Владислав Дворжецкий. Чужой человек - страница 8



Последние мирные семейные вечера. Уверенности в завтрашнем дне не было и не могло быть, земля ходила ходуном под ногами, но оттого еще сильнее хотелось урвать счастье сегодняшнего короткого дня. Вечерами в парковом домике Вацлав доставал фотоаппарат «Фотокор» и снимал жену: то в балетной пачке с тугим узлом на затылке, то в домашней одежде с распущенными волосами, то обнаженной («у нее была чудесная фигура, какая и должна быть у балерины, прошедшей школу Большого театра»). Эти снимки, вложенные в одну из книг (книг в доме было много, очень много!), найдут во время обыска перед вторым арестом. Над этими снимками будут, похохатывая и дымя папиросами, склоняться следователи в кабинете НКВД…

О том, как его во второй раз арестовали, пронзительнее всего написал сам Вацлав Дворжецкий в «лагерных» воспоминаниях:

Днем пришли. Трое. Я ребенка купал в тазике. Велели сесть на стул в стороне. Обыск. Мокрый мальчишка плачет.
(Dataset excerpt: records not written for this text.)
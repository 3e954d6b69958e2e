//! Per-thread bookkeeping of player resources.
//!
//! Players live on the UI thread, so the counters are thread-local. Tests
//! running on separate threads therefore see independent numbers.

use std::cell::Cell;
use std::fmt;

#[derive(Clone, Copy, Debug, Default, PartialEq, Eq, Hash, PartialOrd, Ord)]
pub struct PlayerHandle(u64);

impl PlayerHandle {
    pub fn raw(self) -> u64 {
        self.0
    }
}

impl fmt::Display for PlayerHandle {
    fn fmt(&self, f: &mut fmt::Formatter<'_>) -> fmt::Result {
        write!(f, "player#{}", self.0)
    }
}

#[derive(Clone, Copy, Debug, Default, PartialEq, Eq)]
pub struct PlayerStats {
    pub acquired: usize,
    pub released: usize,
    /// Dropped without `release()`.
    pub leaked: usize,
    /// `release()` called on an already released player.
    pub double_release: usize,
}

impl PlayerStats {
    /// Players created and not yet released or dropped.
    pub fn live(&self) -> usize {
        self.acquired.saturating_sub(self.released + self.leaked)
    }
}

thread_local! {
    static STATS: Cell<PlayerStats> = Cell::new(PlayerStats::default());
    static NEXT_HANDLE: Cell<u64> = const { Cell::new(1) };
}

pub fn stats() -> PlayerStats {
    STATS.with(Cell::get)
}

pub fn reset_stats() {
    STATS.with(|s| s.set(PlayerStats::default()));
}

fn update(f: impl FnOnce(&mut PlayerStats)) {
    STATS.with(|s| {
        let mut v = s.get();
        f(&mut v);
        s.set(v);
    });
}

pub(crate) fn acquire() -> PlayerHandle {
    let id = NEXT_HANDLE.with(|n| {
        let id = n.get();
        n.set(id + 1);
        id
    });
    update(|s| s.acquired += 1);
    PlayerHandle(id)
}

pub(crate) fn note_released() {
    update(|s| s.released += 1);
}

pub(crate) fn note_leaked() {
    update(|s| s.leaked += 1);
}

pub(crate) fn note_double_release() {
    update(|s| s.double_release += 1);
}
– Разрешите ребенка одеть!

Пришла теща, унесла Владика на кухню. (Я увижу его только через пять лет.) При обыске разбросали все книги, забрали письма родителей и фотографии… жены. В обнаженном виде… Много было разных снимков, но эти, «неприличные», я хранил в книжке. Вот их и взяли. Я протестовал: «Вы не имеете права! Это личное, интимное, никого не касается!..» Потом следователь со своими помощниками разглядывал эти снимки, обменивался впечатлениями и циничными замечаниями… Я не мог дать ему по морде – был привязан к стулу. Только плакал от беспомощности. И помню это! Помню за все время, за все годы мук, пыток, боли – помню и не прощу! Не могу простить это оскорбление! Если меня били резиновым жгутом за то, что я произнес нерусское, непонятное им слово – «реабилитируют», – простить можно: они же неграмотные! А потом, они же не допускали непризнания вины! «Это клевета на органы! У нас зря не берут!» Поэтому, если заявить, что ни в чем не виноват, – готов уже и срок, и статья… Все это дико, жутко, больно…[19]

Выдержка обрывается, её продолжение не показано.